El debate sobre la permanencia de senadores en campaña presidencial
La reanudación de las sesiones en el Senado de la República estuvo marcada por intensos enfrentamientos verbales entre legisladores que simultáneamente aspiran a la Presidencia de Colombia. Este escenario ha reavivado el debate sobre si los congresistas deberían renunciar a sus curules cuando se lanzan como candidatos a la máxima magistratura del país.
Lo que establece la normativa vigente
Contrario a lo que podría suponerse, la legislación colombiana es clara al permitir que los miembros del Congreso mantengan sus escaños mientras compiten por otros cargos de elección popular. Esta disposición no es nueva y cuenta con precedentes recientes en la política nacional.
El caso más emblemático ocurrió hace cuatro años cuando Gustavo Petro, entonces candidato presidencial, conservó su curul senatorial que había obtenido en 2018 gracias a su segunda posición en las elecciones presidenciales anteriores. Petro lideraba la bancada del progresismo desde el Capitolio Nacional mientras realizaba su campaña hacia la Casa de Nariño.
Los protagonistas del actual debate
En el escenario electoral de 2026, cuatro senadores mantienen simultáneamente sus funciones legislativas y sus aspiraciones presidenciales:
- Paloma Valencia, senadora del Centro Democrático
- Iván Cepeda, senador del Pacto Histórico
- Aída Quilcué, senadora indígena y fórmula vicepresidencial de Cepeda
- Clara López Obregón, senadora petrista del Pacto Histórico
Durante la primera plenaria del periodo legislativo, Valencia y Cepeda protagonizaron un duro intercambio cargado de calificativos como "cobardía", "misógino" y "desvergonzada". En la misma sesión, el senador Jonathan Pulido se refirió a Cepeda como "el heredero de las Farc" y cuestionó a Quilcué por acumular aproximadamente 40 ausencias injustificadas.
Precedentes de renuncia voluntaria
Aunque la tendencia actual parece ser mantener los escaños, existen casos notables de renuncia voluntaria:
- Iván Duque en 2018 abandonó su curul en el Centro Democrático para dedicarse completamente a su campaña presidencial, que finalmente lo llevó a la Presidencia tras vencer a Gustavo Petro en segunda vuelta.

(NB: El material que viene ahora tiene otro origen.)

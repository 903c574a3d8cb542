//! File-based session tracker
//!
//! Persists a small descriptor of the currently-running session so separate
//! processes can report or clear it. The file's presence is the sole,
//! advisory signal that a session is active; this is a single-instance
//! convenience per log directory, not a cross-process lock.

use chrono::{DateTime, Utc};
use serde::{Deserialize, Serialize};
use std::path::{Path, PathBuf};
use thiserror::Error;

/// Name of the tracker file inside the log directory
pub const STATE_FILE_NAME: &str = ".session.json";

/// Tracker error types
#[derive(Error, Debug)]
pub enum TrackerError {
    /// Tracker file exists but cannot be parsed
    ///
    /// Callers should treat this as "no reliable active session" rather
    /// than fatal.
    #[error("Corrupt session state: {0}")]
    CorruptState(#[source] serde_json::Error),

    /// Session state could not be serialized
    #[error("Could not encode session state: {0}")]
    Encode(#[source] serde_json::Error),

    /// I/O error
    #[error("I/O error: {0}")]
    Io(#[from] std::io::Error),
}

/// Durable descriptor of a running session
#[derive(Debug, Clone, PartialEq, Eq, Serialize, Deserialize)]
pub struct SessionState {
    /// Cycle name
    pub cycle_name: String,
    /// Port identifier
    pub port_id: String,
    /// ISO-8601 start timestamp
    pub started_at: String,
    /// Absolute path of the active log file
    pub log_file: String,
}

impl SessionState {
    /// Build a descriptor for a session started at the given time
    pub fn new(
        cycle_name: &str,
        port_id: &str,
        started_at: DateTime<Utc>,
        log_file: &Path,
    ) -> Self {
        Self {
            cycle_name: cycle_name.to_string(),
            port_id: port_id.to_string(),
            started_at: started_at.format("%Y-%m-%dT%H:%M:%S").to_string(),
            log_file: log_file.display().to_string(),
        }
    }
}

/// Single-file store for the active session descriptor
pub struct SessionTracker {
    state_file: PathBuf,
}

impl SessionTracker {
    /// Create a tracker over the given state file
    pub fn new(state_file: impl Into<PathBuf>) -> Self {
        Self {
            state_file: state_file.into(),
        }
    }

    /// Tracker at the fixed path under a log directory
    pub fn for_log_dir(log_dir: &Path) -> Self {
        Self::new(log_dir.join(STATE_FILE_NAME))
    }

    /// Path of the state file
    pub fn state_file(&self) -> &Path {
        &self.state_file
    }

    /// Overwrite the tracker file with the full serialized state
    pub fn save(&self, state: &SessionState) -> Result<(), TrackerError> {
        if let Some(parent) = self.state_file.parent() {
            std::fs::create_dir_all(parent)?;
        }
        let json = serde_json::to_string_pretty(state).map_err(TrackerError::Encode)?;
        std::fs::write(&self.state_file, json)?;
        Ok(())
    }

    /// Load the active session descriptor, if any
    pub fn load(&self) -> Result<Option<SessionState>, TrackerError> {
        if !self.state_file.exists() {
            return Ok(None);
        }
        let text = std::fs::read_to_string(&self.state_file)?;
        let state = serde_json::from_str(&text).map_err(TrackerError::CorruptState)?;
        Ok(Some(state))
    }

    /// Delete the tracker file if present; a no-op otherwise
    pub fn clear(&self) -> Result<(), TrackerError> {
        match std::fs::remove_file(&self.state_file) {
            Ok(()) => Ok(()),
            Err(err) if err.kind() == std::io::ErrorKind::NotFound => Ok(()),
            Err(err) => Err(err.into()),
        }
    }
}

#[cfg(test)]
mod tests {
    use super::*;
    use chrono::TimeZone;

    fn sample_state() -> SessionState {
        SessionState::new(
            "cycle1",
            "p1",
            Utc.with_ymd_and_hms(2024, 1, 1, 12, 0, 0).unwrap(),
            Path::new("/tmp/logs/cycle1_20240101T120000.log"),
        )
    }

    #[test]
    fn test_load_without_file_returns_none() {
        let dir = tempfile::tempdir().unwrap();
        let tracker = SessionTracker::for_log_dir(dir.path());
        assert!(tracker.load().unwrap().is_none());
    }

    #[test]
    fn test_save_then_load_round_trips() {
        let dir = tempfile::tempdir().unwrap();
        let tracker = SessionTracker::for_log_dir(dir.path());

        let state = sample_state();
        tracker.save(&state).unwrap();
        assert_eq!(tracker.load().unwrap(), Some(state));
    }

    #[test]
    fn test_save_replaces_previous_state() {
        let dir = tempfile::tempdir().unwrap();
        let tracker = SessionTracker::for_log_dir(dir.path());

        tracker.save(&sample_state()).unwrap();
        let mut replacement = sample_state();
        replacement.cycle_name = "cycle2".to_string();
        tracker.save(&replacement).unwrap();

        assert_eq!(tracker.load().unwrap(), Some(replacement));
    }

    #[test]
    fn test_corrupt_state_is_reported() {
        let dir = tempfile::tempdir().unwrap();
        let tracker = SessionTracker::for_log_dir(dir.path());
        std::fs::write(tracker.state_file(), "{not json").unwrap();

        assert!(matches!(tracker.load(), Err(TrackerError::CorruptState(_))));
    }

    #[test]
    fn test_clear_is_idempotent() {
        let dir = tempfile::tempdir().unwrap();
        let tracker = SessionTracker::for_log_dir(dir.path());

        tracker.save(&sample_state()).unwrap();
        tracker.clear().unwrap();
        assert!(tracker.load().unwrap().is_none());
        tracker.clear().unwrap();
    }
}
use std::str::FromStr;
use std::time::Duration;

use anyhow::{bail, Context, Result};
use sqlx::postgres::{PgConnectOptions, PgPoolOptions};
use sqlx::PgPool;
use vwr_reconcile::{CounterKey, EventId, Frontiers};

mod frontier;
mod ledger;

pub use frontier::PgFrontierCache;
pub use ledger::PgLedger;

pub const ENV_DB_URL: &str = "VWR_DATABASE_URL";

/// Upper bound on waiting for a pooled connection. A pass that cannot reach
/// a store fails with UPSTREAM_UNAVAILABLE instead of hanging the tick.
pub const ACQUIRE_TIMEOUT: Duration = Duration::from_secs(5);

/// Connect to Postgres. `password`, when given, overrides any password in
/// the URL (credentials are never kept in config files).
pub async fn connect(url: &str, password: Option<&str>, max_connections: u32) -> Result<PgPool> {
    let mut opts = PgConnectOptions::from_str(url).context("invalid postgres url")?;
    if let Some(pw) = password {
        opts = opts.password(pw);
    }

    let pool = PgPoolOptions::new()
        .max_connections(max_connections)
        .acquire_timeout(ACQUIRE_TIMEOUT)
        .connect_with(opts)
        .await
        .context("failed to connect to Postgres")?;

    Ok(pool)
}

/// Run embedded SQLx migrations.
pub async fn migrate(pool: &PgPool) -> Result<()> {
    sqlx::migrate!("./migrations")
        .run(pool)
        .await
        .context("db migrate failed")?;
    Ok(())
}

#[derive(Debug, Clone)]
pub struct DbStatus {
    pub ok: bool,
    pub has_ledger_tables: bool,
}

/// Connectivity + schema presence.
pub async fn status(pool: &PgPool) -> Result<DbStatus> {
    let (one,): (i32,) = sqlx::query_as::<_, (i32,)>("select 1")
        .fetch_one(pool)
        .await
        .context("status connectivity query failed")?;

    let (tables,): (i64,) = sqlx::query_as::<_, (i64,)>(
        r#"
        select count(*)::bigint
        from information_schema.tables
        where table_schema = 'public'
          and table_name in ('queue_positions', 'serving_checkpoints', 'frontier_counters')
        "#,
    )
    .fetch_one(pool)
    .await
    .context("status table-exists query failed")?;

    Ok(DbStatus {
        ok: one == 1,
        has_ledger_tables: tables == 3,
    })
}

/// Seed or overwrite all three counters of an event in one transaction.
///
/// Operator tool only: while reconciliation is running the passes are the
/// sole writers of the serving and expiry frontiers.
pub async fn init_frontiers(pool: &PgPool, event_id: &EventId, frontiers: Frontiers) -> Result<()> {
    if frontiers.queue_counter < 0 || frontiers.max_expired < 0 {
        bail!("frontiers must be non-negative: {frontiers}");
    }
    if !frontiers.is_bounded() {
        bail!("frontiers out of order (want max_expired <= serving <= queue): {frontiers}");
    }

    let mut tx = pool.begin().await.context("init_frontiers begin failed")?;
    for key in CounterKey::ALL {
        sqlx::query(
            r#"
            insert into frontier_counters (event_id, counter_key, value)
            values ($1, $2, $3)
            on conflict (event_id, counter_key) do update set value = excluded.value
            "#,
        )
        .bind(event_id.as_str())
        .bind(key.as_str())
        .bind(frontiers.get(key))
        .execute(&mut *tx)
        .await
        .with_context(|| format!("init_frontiers upsert {key} failed"))?;
    }

    // Credit spans open at the checkpoint at or below the expiry frontier;
    // without one the Advancer counts from position 0.
    if frontiers.max_expired > 0 {
        sqlx::query(
            r#"
            insert into serving_checkpoints (
              event_id, serving_counter, issue_time, queue_positions_served
            ) values ($1, $2, now(), 0)
            on conflict (event_id, serving_counter) do nothing
            "#,
        )
        .bind(event_id.as_str())
        .bind(frontiers.max_expired)
        .execute(&mut *tx)
        .await
        .context("init_frontiers boundary checkpoint failed")?;
    }
    tx.commit().await.context("init_frontiers commit failed")?;

    tracing::info!(event_id = %event_id, %frontiers, "frontiers initialised");
    Ok(())
}

/// Record an issued position. The issuer normally does this; exposed for
/// operator backfills and tests.
pub async fn insert_position(
    pool: &PgPool,
    event_id: &EventId,
    position: i64,
    issue_time: chrono::DateTime<chrono::Utc>,
) -> Result<()> {
    sqlx::query(
        r#"
        insert into queue_positions (event_id, queue_position, issue_time)
        values ($1, $2, $3)
        "#,
    )
    .bind(event_id.as_str())
    .bind(position)
    .bind(issue_time)
    .execute(pool)
    .await
    .context("insert_position failed")?;
    Ok(())
}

- Claudia López renunció al Senado ese mismo año para acompañar como fórmula vicepresidencial a Sergio Fajardo, siendo reemplazada por Jorge Londoño Ulloa, actual director del SENA.
Posiciones encontradas entre los candidatos
Frente a la posibilidad de abandonar sus curules, Paloma Valencia adoptó una postura condicional: "Vamos a ver. Depende de cómo esté la intensidad del Congreso. Por ahora, queremos venir acá porque los colombianos nos eligieron para seguir dando esta batalla". La senadora añadió que "no lo descarto porque si el Congreso se pone muy intenso y uno tiene que hacer campaña, se debe honrar el trabajo que tiene que hacer aquí".
Por su parte, Iván Cepeda se limitó a afirmar que no utilizará el escenario del Senado para fines proselitistas, aunque ni él ni su fórmula vicepresidencial Aída Quilcué se han referido explícitamente a una posible renuncia.
Un escenario legislativo convertido en arena política
La sesión del martes demostró cómo el Capitolio Nacional se ha transformado en un espacio de confrontación directa entre aspirantes presidenciales de izquierda y derecha, con transmisiones en señal abierta de televisión que amplifican estos enfrentamientos. Esta dinámica plantea interrogantes sobre la separación entre funciones legislativas y campañas electorales, especialmente cuando los mismos actores desempeñan ambos roles simultáneamente.
La situación se complejiza considerando que Clara López Obregón ha declarado que, aunque es petrista, mantendrá su curul hasta la primera vuelta presidencial del 31 de mayo, momento en que -de no pasar a segunda vuelta- apoyaría la candidatura de Iván Cepeda.
Este panorama sugiere que, a menos que haya cambios legislativos o decisiones personales de los implicados, los colombianos seguirán viendo a sus candidatos presidenciales desempeñando funciones legislativas mientras compiten por la Presidencia, un fenómeno que mezcla poderes y responsabilidades en el año electoral más crucial para el país.